# Work required
Give the number of lines in the entries that contain "EncodingResolver". State only the count.

# Source information
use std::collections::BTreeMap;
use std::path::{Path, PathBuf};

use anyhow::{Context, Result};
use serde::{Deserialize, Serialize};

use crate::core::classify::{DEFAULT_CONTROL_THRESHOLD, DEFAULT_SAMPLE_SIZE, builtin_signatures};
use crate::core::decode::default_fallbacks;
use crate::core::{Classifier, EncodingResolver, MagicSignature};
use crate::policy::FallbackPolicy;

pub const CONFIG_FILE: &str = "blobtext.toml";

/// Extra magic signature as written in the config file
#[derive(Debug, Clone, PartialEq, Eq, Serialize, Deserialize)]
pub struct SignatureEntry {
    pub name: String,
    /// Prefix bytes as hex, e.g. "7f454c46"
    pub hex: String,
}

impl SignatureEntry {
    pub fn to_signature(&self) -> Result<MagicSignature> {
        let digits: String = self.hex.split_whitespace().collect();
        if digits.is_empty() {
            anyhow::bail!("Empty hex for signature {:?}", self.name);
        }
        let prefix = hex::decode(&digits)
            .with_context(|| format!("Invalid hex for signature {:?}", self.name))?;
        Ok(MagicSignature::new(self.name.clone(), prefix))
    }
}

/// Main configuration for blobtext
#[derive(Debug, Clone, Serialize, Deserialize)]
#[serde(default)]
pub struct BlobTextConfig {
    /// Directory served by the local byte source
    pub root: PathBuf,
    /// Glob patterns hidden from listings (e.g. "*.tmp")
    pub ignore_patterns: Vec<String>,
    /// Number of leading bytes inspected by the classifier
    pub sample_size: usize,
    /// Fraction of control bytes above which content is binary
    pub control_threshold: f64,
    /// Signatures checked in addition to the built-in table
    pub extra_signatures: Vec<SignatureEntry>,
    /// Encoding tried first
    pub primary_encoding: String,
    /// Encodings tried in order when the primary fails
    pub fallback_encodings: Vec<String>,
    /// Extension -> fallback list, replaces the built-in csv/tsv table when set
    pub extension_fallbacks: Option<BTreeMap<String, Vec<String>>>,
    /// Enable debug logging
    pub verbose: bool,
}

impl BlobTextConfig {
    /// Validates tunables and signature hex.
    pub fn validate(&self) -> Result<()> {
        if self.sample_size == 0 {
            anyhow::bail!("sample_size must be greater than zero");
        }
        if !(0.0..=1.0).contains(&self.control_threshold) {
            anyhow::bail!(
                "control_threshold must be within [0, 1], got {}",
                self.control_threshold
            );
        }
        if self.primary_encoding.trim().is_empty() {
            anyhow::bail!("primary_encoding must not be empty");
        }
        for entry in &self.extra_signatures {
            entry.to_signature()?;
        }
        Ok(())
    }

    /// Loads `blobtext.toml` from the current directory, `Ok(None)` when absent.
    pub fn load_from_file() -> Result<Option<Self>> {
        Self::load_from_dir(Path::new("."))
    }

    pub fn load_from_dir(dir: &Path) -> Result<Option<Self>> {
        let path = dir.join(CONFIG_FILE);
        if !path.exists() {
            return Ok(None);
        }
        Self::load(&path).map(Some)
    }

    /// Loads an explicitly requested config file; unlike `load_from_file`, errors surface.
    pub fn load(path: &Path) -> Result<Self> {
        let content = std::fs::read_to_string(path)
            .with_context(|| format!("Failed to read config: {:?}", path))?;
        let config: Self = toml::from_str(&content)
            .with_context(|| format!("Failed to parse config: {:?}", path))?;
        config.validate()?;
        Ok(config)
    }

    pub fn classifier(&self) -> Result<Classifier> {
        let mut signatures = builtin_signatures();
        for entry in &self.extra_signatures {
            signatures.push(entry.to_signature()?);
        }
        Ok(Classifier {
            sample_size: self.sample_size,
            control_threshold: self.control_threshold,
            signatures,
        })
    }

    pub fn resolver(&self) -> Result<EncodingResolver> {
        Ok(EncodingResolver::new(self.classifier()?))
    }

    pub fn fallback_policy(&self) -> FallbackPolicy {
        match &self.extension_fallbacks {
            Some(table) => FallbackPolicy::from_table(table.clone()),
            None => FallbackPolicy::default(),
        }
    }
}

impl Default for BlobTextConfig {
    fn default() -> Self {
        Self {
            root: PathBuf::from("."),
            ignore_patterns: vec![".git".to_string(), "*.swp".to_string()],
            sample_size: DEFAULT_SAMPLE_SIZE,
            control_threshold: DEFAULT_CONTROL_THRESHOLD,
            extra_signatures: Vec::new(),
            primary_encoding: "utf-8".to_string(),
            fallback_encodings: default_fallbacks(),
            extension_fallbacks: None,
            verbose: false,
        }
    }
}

# Solved exercise
3